The inhalation of the radioaerosol will be performed with the individual in a sitting
position for the time necessary for the solution to be completed. Subjects will be
previously instructed to breathe slowly and deeply through the mouth, performing an
inspiratory pause for 3s with each breath. After inhalation, participants will be
instructed to rinse their mouths and drink water to clear the throat and esophagus of
radioaerosol deposited in these regions. Scintigraphy will be performed before and after
the 8 weeks of training. Volunteers will undergo examinations at the Advanced Nuclear
Medicine Diagnostic Imaging Clinic with a Nuclear Medicine Specialist. Upon completion of
aerosol inhalation, volunteers will be seated in front of the gamma camera (STARCAM 3200
AC/T GE MEDICAL SYSTEMS - UK ) for image acquisition of the posterior thorax for a period
of 300 seconds with a matrix of 256 x 256 pixels.

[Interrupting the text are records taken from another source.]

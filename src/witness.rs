//! Witness Consolidation Engine
//!
//! Every passage of every member of a witness group lands in exactly one cluster.
//! A passage joins an existing cluster when its normalized text hashes the same
//! (similarity 1.0) or its token Jaccard against the cluster's merged text reaches
//! the threshold; otherwise it seeds a new cluster. The longest text of a cluster
//! is its merged text.
//!
//! Clusters are keyed by their sorted contributing passage ids, so re-running on
//! an unchanged group finds every cluster already stored and writes nothing.

use crate::error::CurationResult;
use crate::model::*;
use crate::quality::segment::compact;
use crate::store::{insert_audit, passages, sources, witness, SqliteStore};
use chrono::Utc;
use serde::Serialize;
use std::collections::HashSet;
use tracing::info;

#[derive(Debug, Clone, PartialEq, Serialize)]
pub struct ConsolidationReport {
    pub group_id: GroupId,
    pub sources: usize,
    pub consolidated: Vec<ConsolidatedId>,
    pub created: usize,
    pub removed: usize,
}

struct Cluster {
    hash: String,
    tokens: HashSet<String>,
    merged: String,
    contributors: Vec<Contributor>,
}

fn token_set(text: &str) -> HashSet<String> {
    text.to_lowercase()
        .split_whitespace()
        .filter(|token| token.chars().count() > 2)
        .map(str::to_string)
        .collect()
}

fn jaccard(a: &HashSet<String>, b: &HashSet<String>) -> f64 {
    if a.is_empty() || b.is_empty() {
        return 0.0;
    }
    a.intersection(b).count() as f64 / a.union(b).count() as f64
}

fn cluster_key(contributors: &[Contributor]) -> String {
    let mut ids: Vec<&str> = contributors.iter().map(|c| c.passage_id.as_str()).collect();
    ids.sort_unstable();
    sha256_hex(ids.join("\n").as_bytes())
}

fn cluster(passages: &[Passage], threshold: f64) -> Vec<Cluster> {
    let mut clusters: Vec<Cluster> = Vec::new();
    for passage in passages {
        let text = if passage.normalized_excerpt.trim().is_empty() {
            &passage.original_excerpt
        } else {
            &passage.normalized_excerpt
        };
        let normalized = compact(text);
        let hash = sha256_hex(normalized.as_bytes());
        let tokens = token_set(&normalized);

        let matched = match clusters.iter().position(|c| c.hash == hash) {
            Some(idx) => Some((idx, 1.0)),
            None => clusters
                .iter()
                .enumerate()
                .map(|(idx, c)| (idx, jaccard(&tokens, &c.tokens)))
                .filter(|(_, score)| *score >= threshold)
                .max_by(|a, b| a.1.total_cmp(&b.1)),
        };
        let contributor = |similarity: f64| Contributor {
            passage_id: passage.passage_id.clone(),
            source_id: passage.source_id.clone(),
            similarity: (similarity * 10_000.0).round() / 10_000.0,
        };
        match matched {
            Some((idx, similarity)) => {
                let target = &mut clusters[idx];
                target.contributors.push(contributor(similarity));
                if normalized.chars().count() > target.merged.chars().count() {
                    target.tokens = tokens;
                    target.merged = normalized;
                }
            }
            None => clusters.push(Cluster {
                hash,
                tokens,
                merged: normalized,
                contributors: vec![contributor(1.0)],
            }),
        }
    }
    clusters
}

/// Consolidate the passages of a witness group.
pub fn consolidate(
    store: &SqliteStore,
    group_id: &GroupId,
    threshold: f64,
    actor: &str,
) -> CurationResult<ConsolidationReport> {
    let report = store.transaction(|tx| -> CurationResult<ConsolidationReport> {
        sources::get_group(tx, group_id)?;
        let members = sources::group_members(tx, group_id)?;
        let mut all = Vec::new();
        for member in &members {
            all.extend(passages::passages_for_source(tx, &member.source_id)?);
        }

        let now = Utc::now();
        let mut report = ConsolidationReport {
            group_id: group_id.clone(),
            sources: members.len(),
            consolidated: Vec::new(),
            created: 0,
            removed: 0,
        };
        let mut keys = Vec::new();
        for cluster in cluster(&all, threshold) {
            let key = cluster_key(&cluster.contributors);
            let (id, created) = witness::insert_consolidated_if_absent(
                tx,
                &ConsolidatedPassage {
                    consolidated_id: ConsolidatedId::new(),
                    group_id: group_id.clone(),
                    cluster_key: key.clone(),
                    merged_text: cluster.merged,
                    contributors: cluster.contributors,
                    created_at: now,
                },
            )?;
            if created {
                report.created += 1;
            }
            report.consolidated.push(id);
            keys.push(key);
        }
        report.removed = witness::remove_stale_consolidations(tx, group_id, &keys)?;

        if report.created > 0 || report.removed > 0 {
            insert_audit(
                tx,
                &AuditEvent::new(actor, "consolidate", "witness_group", group_id.as_str()).with_details(
                    serde_json::json!({
                        "consolidated": report.consolidated.len(),
                        "created": report.created,
                        "removed": report.removed,
                    }),
                ),
            )?;
        }
        Ok(report)
    })?;

    info!(
        group_id = %group_id,
        consolidated = report.consolidated.len(),
        created = report.created,
        removed = report.removed,
        "consolidated witness group"
    );
    Ok(report)
}

#[cfg(test)]
mod tests {
    use super::*;
    use crate::store::{count_audit_events, OpenStore};

    fn passage(id: &str, source: &str, text: &str) -> Passage {
        let now = Utc::now();
        Passage {
            passage_id: PassageId::from_string(id),
            source_id: SourceId::from_string(source),
            text_id: TextId::from_string("txt_1"),
            locator: "p1:l1-1".into(),
            original_excerpt: text.into(),
            normalized_excerpt: text.into(),
            detected_language: "eng".into(),
            language_confidence: 0.9,
            translation_status: TranslationStatus::Translated,
            untranslated_ratio: 0.0,
            usability_score: 0.8,
            relevance_score: 0.7,
            relevance_state: RelevanceState::Accepted,
            reviewer_state: ReviewerState::Proposed,
            publish_state: PublishState::Blocked,
            created_at: now,
            updated_at: now,
        }
    }

    const HYMN: &str = "We praise the shining dawn that drives away the darkness of night";

    #[test]
    fn identical_text_clusters_at_full_similarity() {
        let clusters = cluster(
            &[passage("psg_1", "src_a", HYMN), passage("psg_2", "src_b", &format!("  {}  ", HYMN))],
            0.92,
        );
        assert_eq!(clusters.len(), 1);
        assert_eq!(clusters[0].contributors[1].similarity, 1.0);
    }

    #[test]
    fn near_duplicates_merge_and_keep_longer_text() {
        let longer = format!("{} forever", HYMN);
        let clusters = cluster(&[passage("psg_1", "src_a", HYMN), passage("psg_2", "src_b", &longer)], 0.9);
        assert_eq!(clusters.len(), 1);
        assert_eq!(clusters[0].merged, longer);
        let similarity = clusters[0].contributors[1].similarity;
        assert!((0.0..1.0).contains(&similarity));
    }

    #[test]
    fn dissimilar_passages_stay_apart() {
        let clusters = cluster(
            &[
                passage("psg_1", "src_a", HYMN),
                passage("psg_2", "src_b", "Bury the tablet beneath the threshold of the house"),
            ],
            0.92,
        );
        assert_eq!(clusters.len(), 2);
    }

    #[test]
    fn cluster_key_ignores_order() {
        let a = Contributor {
            passage_id: PassageId::from_string("psg_1"),
            source_id: SourceId::from_string("src_a"),
            similarity: 1.0,
        };
        let b = Contributor {
            passage_id: PassageId::from_string("psg_2"),
            ..a.clone()
        };
        assert_eq!(cluster_key(&[a.clone(), b.clone()]), cluster_key(&[b, a]));
    }

    #[test]
    fn missing_group_is_referential() {
        let store = SqliteStore::open_in_memory().unwrap();
        let err = consolidate(&store, &GroupId::from_string("wgr_missing"), 0.92, "op").unwrap_err();
        assert_eq!(err.code(), "referential_error");
    }

    #[test]
    fn empty_group_consolidates_to_nothing_without_audit() {
        let store = SqliteStore::open_in_memory().unwrap();
        let now = Utc::now();
        let text = Text {
            text_id: TextId::new(),
            title: "Hymn".into(),
            origin_region: None,
            tradition_tags: vec![],
            created_at: now,
        };
        let group = WitnessGroup {
            group_id: GroupId::new(),
            text_id: text.text_id.clone(),
            status: GroupStatus::Active,
            created_at: now,
        };
        store
            .read(|c| {
                sources::insert_text(c, &text)?;
                sources::insert_group(c, &group)
            })
            .unwrap();
        let report = consolidate(&store, &group.group_id, 0.92, "op").unwrap();
        assert!(report.consolidated.is_empty());
        assert_eq!(
            store.read(|c| count_audit_events(c, group.group_id.as_str(), "consolidate")).unwrap(),
            0
        );
    }
}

After the first image, the collimator
will be repositioned to acquire the upper airway/face images. To determine the inhaled
mass, the sum of the numbers of counts present in each compartment will be evaluated.

For image analysis, pulmonary and extrapulmonary regions of interest (ROI) will be
delimited using the Xeleris 3 Functional Workstation Image software (GE Healthcare,
Milwaukee, USA).

Subjects will perform training with moderate load at 50% of MIP. The training will be
carried out using the powerbreath®ClassicLight device.

The patient will be instructed to perform the training seated, with knees and ankles
flexed at 90º, feet flat on the floor, with one hand holding the device and the other
resting on the leg. The nose clip will be placed and the individuals will perform three
cycles of 30 respiratory incursions in an explosive way, respecting the one-minute
interval between the series. The training will be performed by the patient at home,
independently, twice a day, seven days a week, for eight weeks, noting the frequency and
any occurrences during the training in the training diary that each individual will
receive. The adjustment will be carried out weekly in face-to-face meetings (once a week)
in the laboratory and patient monitoring will also be carried out via telephone, through
calls made by the responsible researcher.